In her home, Judith helps by running errands. She lives with her father and her mother. Her father is sometimes employed as a laborer and her mother is sometimes employed.
For fun, Judith enjoys playing group games. She attends church activities and Bible class regularly and is in kindergarten where her performance is average.
Please remember Judith in your prayers. Your love and support will help her to receive the assistance she needs to grow and develop.
Judith lives in the forested community of Adjemasu, home to approximately 4,000 residents. Typical houses are constructed of cement floors, brick walls and tin roofs. The primary ethnic group is Akan and the most commonly spoken language is Twi.
The regional diet consists of maize, fish, cassava and plantains. A common health problem in this area is malaria. Most adults in Adjemasu work as day laborers or market traders and earn the equivalent of $100 per month. This community needs improved sanitation, libraries, school supplies, clean water and roads.
Your sponsorship allows the staff of Bishop Speaks Child Development Centre to provide Judith with Bible teaching, spiritual counseling, malaria prevention education, health screenings, field trips, school fees, educational materials, handicraft skills training and health education. The center staff will also provide child development counseling and parenting education for the parents or guardians of Judith.
The Republic of Ghana is a coastal country in western Africa with a tropical climate. This small country is hot and humid as it borders the Gulf of Guinea. Once called the Gold Coast, Ghana is rich in natural resources including gold, diamonds and rubber. Even though the country is wealthy in resources, about 45 percent of the population lives in extreme poverty, making less than U.S.$1 a day.
Most of Ghana's more than 23 million people live in cities. About 98 percent of the population is African, split among six major tribes. But Ghana is flooded with refugees from its neighbors - war-torn Cote d'Ivoire, Liberia, Sierra Leone and Togo. Nearly 69 percent of the population is Christian, 16 percent is Muslim, and 8 percent follow indigenous beliefs. English is the official language, but some people speak native African languages such as Akan, Moshi-Dagomba, Ewe and Ga. Compassion works primarily in the coastal region in southern Ghana.

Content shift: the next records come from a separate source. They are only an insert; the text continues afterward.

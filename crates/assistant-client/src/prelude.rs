//! Common imports for typical client usage.
//!
//! This module intentionally exports the most frequently used request and
//! event types so examples and application code need fewer import lines.
pub use crate::{
    AbortHandle, ChatClient, ChatMessage, ChatParams, ChatStream, ChatTranscript, ClientConfig,
    ClientError, ReadwiseRequest, Role, Temperature, Tool, ToolClient, ToolEvent, ToolRun,
    TranscriptStore, WebSummaryRequest, YoutubeSummaryRequest,
};
use assistant_client::prelude::*;

#[tokio::main(flavor = "current_thread")]
async fn main() -> Result<(), ClientError> {
    let url = std::env::args()
        .nth(1)
        .unwrap_or_else(|| "https://example.com".to_string());

    let client = ToolClient::new(ClientConfig::from_env()?)?;
    client
        .summarize_web(&WebSummaryRequest { url, prompt: None }, |event| {
            match event {
                ToolEvent::Working { label } => eprintln!("... {label}"),
                ToolEvent::IntermediateOutput { label, content } => {
                    eprintln!("[{label}]\n{content}")
                }
                ToolEvent::Output { content } => println!("{content}"),
                ToolEvent::Error { label, error } => {
                    eprintln!("{label}: {}", error.unwrap_or_default())
                }
                ToolEvent::Finished => eprintln!("done"),
            }
        })
        .await;
    Ok(())
}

Though Ghana was the first British colonial country in Africa to gain its independence, it has been plagued by political violence since it was established in 1957. Between 1957 and 1979, Ghana experienced a series of bloody and bloodless coups. Finally in 1992, a new constitution establishing a multiparty government was adopted and remains in place today. John Kufuor was elected Ghana's president in 2000, and began serving his second term in 2004.